======== DATA EXTRACT ========

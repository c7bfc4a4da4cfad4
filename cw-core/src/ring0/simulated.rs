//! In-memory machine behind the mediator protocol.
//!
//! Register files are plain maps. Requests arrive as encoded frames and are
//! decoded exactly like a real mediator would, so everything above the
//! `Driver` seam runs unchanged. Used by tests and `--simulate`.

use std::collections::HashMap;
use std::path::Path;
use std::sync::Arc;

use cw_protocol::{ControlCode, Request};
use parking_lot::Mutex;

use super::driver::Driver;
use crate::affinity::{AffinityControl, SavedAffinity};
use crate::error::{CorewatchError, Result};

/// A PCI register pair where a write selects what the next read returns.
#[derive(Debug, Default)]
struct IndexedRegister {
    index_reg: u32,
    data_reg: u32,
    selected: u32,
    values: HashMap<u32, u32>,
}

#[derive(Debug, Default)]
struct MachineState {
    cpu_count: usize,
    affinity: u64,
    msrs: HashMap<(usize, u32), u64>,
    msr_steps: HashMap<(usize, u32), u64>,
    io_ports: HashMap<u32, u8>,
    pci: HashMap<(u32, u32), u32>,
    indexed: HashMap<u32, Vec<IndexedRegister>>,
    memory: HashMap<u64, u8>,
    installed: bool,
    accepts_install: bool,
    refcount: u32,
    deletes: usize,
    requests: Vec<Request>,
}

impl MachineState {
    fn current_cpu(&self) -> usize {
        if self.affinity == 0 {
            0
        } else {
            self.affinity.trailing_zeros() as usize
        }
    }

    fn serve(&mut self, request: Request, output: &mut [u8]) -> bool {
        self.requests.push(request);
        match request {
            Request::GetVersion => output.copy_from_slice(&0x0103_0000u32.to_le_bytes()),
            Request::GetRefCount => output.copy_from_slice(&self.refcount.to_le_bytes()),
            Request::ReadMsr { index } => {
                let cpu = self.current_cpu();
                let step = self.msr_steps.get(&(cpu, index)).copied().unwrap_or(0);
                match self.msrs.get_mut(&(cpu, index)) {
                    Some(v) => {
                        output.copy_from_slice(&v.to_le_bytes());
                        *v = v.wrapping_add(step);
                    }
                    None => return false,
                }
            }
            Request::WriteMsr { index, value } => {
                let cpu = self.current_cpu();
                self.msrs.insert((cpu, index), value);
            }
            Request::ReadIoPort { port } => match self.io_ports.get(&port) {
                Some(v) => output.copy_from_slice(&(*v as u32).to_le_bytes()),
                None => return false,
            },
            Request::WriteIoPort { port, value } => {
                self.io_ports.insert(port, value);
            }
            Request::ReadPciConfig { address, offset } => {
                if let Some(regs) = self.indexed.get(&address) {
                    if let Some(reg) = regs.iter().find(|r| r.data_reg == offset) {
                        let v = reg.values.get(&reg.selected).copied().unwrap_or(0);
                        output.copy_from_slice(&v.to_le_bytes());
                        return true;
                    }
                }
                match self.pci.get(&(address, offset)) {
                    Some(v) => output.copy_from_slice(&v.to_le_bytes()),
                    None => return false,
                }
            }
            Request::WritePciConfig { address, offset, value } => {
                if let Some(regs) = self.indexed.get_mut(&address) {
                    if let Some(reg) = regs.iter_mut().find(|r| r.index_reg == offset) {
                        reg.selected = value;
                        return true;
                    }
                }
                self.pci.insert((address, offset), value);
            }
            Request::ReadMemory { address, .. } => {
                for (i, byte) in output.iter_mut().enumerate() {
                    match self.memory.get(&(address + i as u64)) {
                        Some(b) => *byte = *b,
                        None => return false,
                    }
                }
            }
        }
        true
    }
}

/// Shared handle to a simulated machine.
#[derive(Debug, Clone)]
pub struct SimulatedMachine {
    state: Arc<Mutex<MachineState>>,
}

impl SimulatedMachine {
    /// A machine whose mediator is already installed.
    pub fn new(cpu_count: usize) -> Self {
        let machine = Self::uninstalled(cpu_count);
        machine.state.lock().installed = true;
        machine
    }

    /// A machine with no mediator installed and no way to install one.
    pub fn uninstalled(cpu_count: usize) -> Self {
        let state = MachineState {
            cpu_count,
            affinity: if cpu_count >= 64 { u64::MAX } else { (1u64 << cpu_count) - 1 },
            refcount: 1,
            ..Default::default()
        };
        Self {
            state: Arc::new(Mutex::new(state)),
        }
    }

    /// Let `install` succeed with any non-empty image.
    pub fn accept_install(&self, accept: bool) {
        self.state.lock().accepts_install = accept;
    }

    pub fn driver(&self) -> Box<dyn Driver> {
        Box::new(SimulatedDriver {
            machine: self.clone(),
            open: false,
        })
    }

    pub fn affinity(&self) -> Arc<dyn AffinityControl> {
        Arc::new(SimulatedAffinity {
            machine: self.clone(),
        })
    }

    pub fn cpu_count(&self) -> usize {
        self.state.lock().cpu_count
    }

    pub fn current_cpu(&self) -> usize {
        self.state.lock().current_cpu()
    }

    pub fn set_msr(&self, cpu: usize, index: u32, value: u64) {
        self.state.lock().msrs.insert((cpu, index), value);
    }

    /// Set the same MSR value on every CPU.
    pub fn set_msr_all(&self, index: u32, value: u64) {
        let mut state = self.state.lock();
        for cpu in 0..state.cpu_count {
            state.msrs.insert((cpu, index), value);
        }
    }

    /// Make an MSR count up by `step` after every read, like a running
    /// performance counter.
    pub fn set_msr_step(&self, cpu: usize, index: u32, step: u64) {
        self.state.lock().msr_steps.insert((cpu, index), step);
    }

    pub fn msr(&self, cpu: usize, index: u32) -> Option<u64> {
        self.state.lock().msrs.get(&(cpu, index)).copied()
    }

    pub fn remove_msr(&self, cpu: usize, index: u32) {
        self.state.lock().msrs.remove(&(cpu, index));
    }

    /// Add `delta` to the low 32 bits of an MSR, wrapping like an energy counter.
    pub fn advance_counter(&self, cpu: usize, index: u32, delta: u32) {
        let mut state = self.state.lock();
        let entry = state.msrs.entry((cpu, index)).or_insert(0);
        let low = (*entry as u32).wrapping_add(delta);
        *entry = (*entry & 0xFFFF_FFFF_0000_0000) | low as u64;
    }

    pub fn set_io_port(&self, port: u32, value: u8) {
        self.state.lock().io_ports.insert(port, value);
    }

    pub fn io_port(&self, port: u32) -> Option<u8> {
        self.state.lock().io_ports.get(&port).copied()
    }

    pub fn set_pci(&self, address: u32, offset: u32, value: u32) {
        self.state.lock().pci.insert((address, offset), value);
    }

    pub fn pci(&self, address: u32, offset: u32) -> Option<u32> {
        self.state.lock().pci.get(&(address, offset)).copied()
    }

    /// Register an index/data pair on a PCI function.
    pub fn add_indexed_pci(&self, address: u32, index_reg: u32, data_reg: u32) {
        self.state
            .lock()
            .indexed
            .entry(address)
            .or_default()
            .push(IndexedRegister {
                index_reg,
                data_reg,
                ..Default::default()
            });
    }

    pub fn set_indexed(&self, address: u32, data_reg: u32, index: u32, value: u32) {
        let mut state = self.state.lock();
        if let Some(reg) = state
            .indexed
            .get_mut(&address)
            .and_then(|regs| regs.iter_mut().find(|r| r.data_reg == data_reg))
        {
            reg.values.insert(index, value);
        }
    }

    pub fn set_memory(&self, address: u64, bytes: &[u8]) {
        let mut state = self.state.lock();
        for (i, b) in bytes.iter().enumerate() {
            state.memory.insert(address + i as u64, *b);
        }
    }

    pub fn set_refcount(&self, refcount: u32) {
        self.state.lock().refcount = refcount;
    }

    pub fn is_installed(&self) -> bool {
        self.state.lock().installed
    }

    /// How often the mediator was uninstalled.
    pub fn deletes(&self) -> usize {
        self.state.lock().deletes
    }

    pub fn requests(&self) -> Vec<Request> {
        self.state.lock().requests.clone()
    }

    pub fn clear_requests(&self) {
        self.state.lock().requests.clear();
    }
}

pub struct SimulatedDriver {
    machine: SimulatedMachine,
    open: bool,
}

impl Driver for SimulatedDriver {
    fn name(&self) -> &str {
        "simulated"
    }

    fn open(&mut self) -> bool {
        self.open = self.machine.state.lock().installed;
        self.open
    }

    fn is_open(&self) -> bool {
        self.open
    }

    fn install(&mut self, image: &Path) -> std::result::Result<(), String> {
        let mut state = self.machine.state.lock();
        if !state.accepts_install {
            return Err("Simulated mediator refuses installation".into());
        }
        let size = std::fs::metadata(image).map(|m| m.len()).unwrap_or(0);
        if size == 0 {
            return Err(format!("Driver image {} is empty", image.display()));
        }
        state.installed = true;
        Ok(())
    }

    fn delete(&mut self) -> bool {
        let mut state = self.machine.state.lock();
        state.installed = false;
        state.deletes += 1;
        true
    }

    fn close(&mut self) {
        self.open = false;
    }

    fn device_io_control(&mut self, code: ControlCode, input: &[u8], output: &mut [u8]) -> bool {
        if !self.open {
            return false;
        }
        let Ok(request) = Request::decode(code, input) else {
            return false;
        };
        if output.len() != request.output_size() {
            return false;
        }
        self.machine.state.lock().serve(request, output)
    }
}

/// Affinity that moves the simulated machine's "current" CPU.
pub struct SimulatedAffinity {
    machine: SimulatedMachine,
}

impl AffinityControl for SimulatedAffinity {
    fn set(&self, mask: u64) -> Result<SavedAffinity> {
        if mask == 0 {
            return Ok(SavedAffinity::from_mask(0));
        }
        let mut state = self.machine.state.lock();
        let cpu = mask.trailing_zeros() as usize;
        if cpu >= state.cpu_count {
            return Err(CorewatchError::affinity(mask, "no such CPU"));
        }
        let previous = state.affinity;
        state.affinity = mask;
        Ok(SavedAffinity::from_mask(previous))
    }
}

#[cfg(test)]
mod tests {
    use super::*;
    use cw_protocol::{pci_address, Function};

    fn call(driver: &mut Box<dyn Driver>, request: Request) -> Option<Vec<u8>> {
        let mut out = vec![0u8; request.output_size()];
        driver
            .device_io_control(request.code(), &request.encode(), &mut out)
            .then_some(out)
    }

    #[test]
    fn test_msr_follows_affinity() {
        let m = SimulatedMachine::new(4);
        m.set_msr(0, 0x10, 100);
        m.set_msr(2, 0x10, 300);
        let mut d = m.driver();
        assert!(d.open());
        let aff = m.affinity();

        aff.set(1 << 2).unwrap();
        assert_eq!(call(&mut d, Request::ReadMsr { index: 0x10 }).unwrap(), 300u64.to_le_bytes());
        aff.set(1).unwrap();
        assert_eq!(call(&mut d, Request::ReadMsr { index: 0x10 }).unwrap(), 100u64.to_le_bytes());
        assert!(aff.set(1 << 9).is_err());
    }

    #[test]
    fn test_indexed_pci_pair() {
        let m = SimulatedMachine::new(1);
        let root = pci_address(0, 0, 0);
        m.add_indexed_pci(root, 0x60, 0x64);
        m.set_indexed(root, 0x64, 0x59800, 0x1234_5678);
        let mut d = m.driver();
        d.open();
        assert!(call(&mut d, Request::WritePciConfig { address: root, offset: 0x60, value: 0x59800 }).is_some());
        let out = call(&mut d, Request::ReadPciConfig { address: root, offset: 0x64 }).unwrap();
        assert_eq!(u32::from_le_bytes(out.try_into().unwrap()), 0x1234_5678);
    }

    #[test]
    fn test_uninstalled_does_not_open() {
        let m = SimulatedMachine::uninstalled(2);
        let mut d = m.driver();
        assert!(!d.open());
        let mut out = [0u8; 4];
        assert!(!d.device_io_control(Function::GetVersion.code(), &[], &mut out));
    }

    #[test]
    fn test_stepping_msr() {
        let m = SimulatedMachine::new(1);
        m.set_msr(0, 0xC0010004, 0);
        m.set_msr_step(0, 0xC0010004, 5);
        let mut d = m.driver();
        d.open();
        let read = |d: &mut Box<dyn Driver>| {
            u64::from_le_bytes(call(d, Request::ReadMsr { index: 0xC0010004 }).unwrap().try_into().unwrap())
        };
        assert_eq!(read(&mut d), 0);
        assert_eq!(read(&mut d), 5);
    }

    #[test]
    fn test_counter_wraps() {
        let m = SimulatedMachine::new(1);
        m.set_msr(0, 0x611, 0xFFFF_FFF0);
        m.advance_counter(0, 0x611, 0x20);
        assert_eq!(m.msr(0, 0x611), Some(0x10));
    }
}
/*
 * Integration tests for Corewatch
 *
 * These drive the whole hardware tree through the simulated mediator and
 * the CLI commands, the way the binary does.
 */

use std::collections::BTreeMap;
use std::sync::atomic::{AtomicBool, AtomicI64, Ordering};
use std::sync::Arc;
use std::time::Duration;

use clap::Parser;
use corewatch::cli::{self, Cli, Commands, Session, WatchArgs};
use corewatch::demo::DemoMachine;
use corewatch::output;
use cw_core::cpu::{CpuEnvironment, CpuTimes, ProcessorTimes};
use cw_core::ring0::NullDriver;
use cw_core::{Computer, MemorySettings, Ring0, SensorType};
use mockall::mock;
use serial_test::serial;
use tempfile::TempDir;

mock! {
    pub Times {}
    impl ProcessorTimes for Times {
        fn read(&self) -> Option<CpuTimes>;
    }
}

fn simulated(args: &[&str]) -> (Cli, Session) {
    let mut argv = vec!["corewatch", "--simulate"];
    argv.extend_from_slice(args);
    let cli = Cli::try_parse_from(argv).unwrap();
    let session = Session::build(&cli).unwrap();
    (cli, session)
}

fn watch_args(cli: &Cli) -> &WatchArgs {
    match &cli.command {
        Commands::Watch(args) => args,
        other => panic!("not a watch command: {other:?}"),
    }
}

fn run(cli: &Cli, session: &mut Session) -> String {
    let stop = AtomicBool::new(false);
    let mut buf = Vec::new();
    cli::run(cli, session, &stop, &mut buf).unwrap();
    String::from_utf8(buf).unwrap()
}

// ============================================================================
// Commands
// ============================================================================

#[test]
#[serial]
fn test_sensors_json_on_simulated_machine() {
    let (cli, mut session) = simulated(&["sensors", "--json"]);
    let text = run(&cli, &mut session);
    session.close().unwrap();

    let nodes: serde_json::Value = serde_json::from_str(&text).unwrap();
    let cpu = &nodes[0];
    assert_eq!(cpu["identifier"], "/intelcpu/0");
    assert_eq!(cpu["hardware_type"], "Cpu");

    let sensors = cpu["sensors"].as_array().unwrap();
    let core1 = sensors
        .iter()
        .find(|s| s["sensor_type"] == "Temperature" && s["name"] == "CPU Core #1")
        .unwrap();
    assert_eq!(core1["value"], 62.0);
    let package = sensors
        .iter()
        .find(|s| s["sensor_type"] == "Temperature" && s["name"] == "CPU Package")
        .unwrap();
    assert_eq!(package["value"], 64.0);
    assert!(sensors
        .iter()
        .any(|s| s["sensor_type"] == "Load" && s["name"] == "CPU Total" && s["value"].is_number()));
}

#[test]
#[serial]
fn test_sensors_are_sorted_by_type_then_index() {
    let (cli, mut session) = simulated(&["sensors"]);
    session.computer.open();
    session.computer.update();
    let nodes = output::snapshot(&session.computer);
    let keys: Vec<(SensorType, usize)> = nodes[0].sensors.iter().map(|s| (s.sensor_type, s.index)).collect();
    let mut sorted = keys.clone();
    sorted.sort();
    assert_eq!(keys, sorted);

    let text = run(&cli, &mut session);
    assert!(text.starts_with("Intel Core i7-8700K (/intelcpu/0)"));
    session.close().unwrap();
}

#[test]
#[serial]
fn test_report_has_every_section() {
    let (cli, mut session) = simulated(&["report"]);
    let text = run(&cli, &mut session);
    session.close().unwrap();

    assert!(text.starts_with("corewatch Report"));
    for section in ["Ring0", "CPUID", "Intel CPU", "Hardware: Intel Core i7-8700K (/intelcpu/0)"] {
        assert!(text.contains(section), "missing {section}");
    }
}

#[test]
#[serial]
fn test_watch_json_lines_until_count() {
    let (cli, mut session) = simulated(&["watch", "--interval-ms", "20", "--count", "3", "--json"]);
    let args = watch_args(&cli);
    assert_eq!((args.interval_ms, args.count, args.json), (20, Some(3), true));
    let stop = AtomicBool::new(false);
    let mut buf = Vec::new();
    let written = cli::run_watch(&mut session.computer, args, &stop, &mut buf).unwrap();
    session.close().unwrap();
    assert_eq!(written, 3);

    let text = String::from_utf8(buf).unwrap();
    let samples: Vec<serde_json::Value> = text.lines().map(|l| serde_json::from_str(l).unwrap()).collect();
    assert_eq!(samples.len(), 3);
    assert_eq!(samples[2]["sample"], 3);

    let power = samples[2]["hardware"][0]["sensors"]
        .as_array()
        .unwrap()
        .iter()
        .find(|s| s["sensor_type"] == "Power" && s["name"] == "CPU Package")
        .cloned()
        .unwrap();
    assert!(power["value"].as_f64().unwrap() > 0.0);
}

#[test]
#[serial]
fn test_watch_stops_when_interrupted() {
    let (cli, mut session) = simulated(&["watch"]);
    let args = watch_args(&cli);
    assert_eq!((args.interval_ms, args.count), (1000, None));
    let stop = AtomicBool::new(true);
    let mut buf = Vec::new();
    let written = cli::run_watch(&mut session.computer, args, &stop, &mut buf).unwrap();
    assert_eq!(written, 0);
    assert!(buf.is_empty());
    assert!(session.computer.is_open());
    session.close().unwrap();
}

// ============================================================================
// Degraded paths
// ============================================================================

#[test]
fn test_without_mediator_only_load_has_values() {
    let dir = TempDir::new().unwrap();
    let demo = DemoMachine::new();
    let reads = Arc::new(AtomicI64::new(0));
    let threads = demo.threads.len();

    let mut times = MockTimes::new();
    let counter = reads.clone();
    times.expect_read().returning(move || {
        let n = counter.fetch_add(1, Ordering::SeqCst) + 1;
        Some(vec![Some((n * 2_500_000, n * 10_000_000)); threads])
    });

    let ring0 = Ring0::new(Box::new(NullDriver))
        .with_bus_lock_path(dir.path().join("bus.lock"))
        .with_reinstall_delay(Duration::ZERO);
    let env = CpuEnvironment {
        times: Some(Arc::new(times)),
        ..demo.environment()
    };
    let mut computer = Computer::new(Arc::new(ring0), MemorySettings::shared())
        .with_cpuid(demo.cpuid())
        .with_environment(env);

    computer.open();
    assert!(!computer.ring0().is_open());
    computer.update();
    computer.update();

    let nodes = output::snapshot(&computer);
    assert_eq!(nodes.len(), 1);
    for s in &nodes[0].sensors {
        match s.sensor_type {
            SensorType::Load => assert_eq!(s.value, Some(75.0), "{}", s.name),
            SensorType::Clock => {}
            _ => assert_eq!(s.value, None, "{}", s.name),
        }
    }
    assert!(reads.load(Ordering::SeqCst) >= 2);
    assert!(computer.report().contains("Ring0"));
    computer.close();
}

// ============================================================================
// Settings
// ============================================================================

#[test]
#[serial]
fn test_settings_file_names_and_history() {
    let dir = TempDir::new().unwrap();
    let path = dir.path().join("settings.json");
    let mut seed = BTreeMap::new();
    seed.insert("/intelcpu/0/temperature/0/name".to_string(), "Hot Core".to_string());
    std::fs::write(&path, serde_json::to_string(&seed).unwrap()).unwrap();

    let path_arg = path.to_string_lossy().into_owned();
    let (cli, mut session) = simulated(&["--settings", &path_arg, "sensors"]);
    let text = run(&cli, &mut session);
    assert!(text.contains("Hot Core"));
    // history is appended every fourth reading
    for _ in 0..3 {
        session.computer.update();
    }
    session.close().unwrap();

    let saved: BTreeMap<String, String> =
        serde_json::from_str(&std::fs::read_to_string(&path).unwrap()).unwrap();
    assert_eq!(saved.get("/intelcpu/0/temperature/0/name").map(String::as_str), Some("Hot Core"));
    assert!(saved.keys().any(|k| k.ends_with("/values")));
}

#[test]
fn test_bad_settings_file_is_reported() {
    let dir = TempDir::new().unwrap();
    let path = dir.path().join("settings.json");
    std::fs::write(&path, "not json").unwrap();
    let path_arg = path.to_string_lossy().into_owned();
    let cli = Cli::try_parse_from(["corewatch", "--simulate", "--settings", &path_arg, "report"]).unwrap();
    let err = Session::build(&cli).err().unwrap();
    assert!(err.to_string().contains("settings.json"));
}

========

Please copy out each line of the data in which the word "refcount" occurs.

    refcount: u32,
            Request::GetRefCount => output.copy_from_slice(&self.refcount.to_le_bytes()),
            refcount: 1,
    pub fn set_refcount(&self, refcount: u32) {
        self.state.lock().refcount = refcount;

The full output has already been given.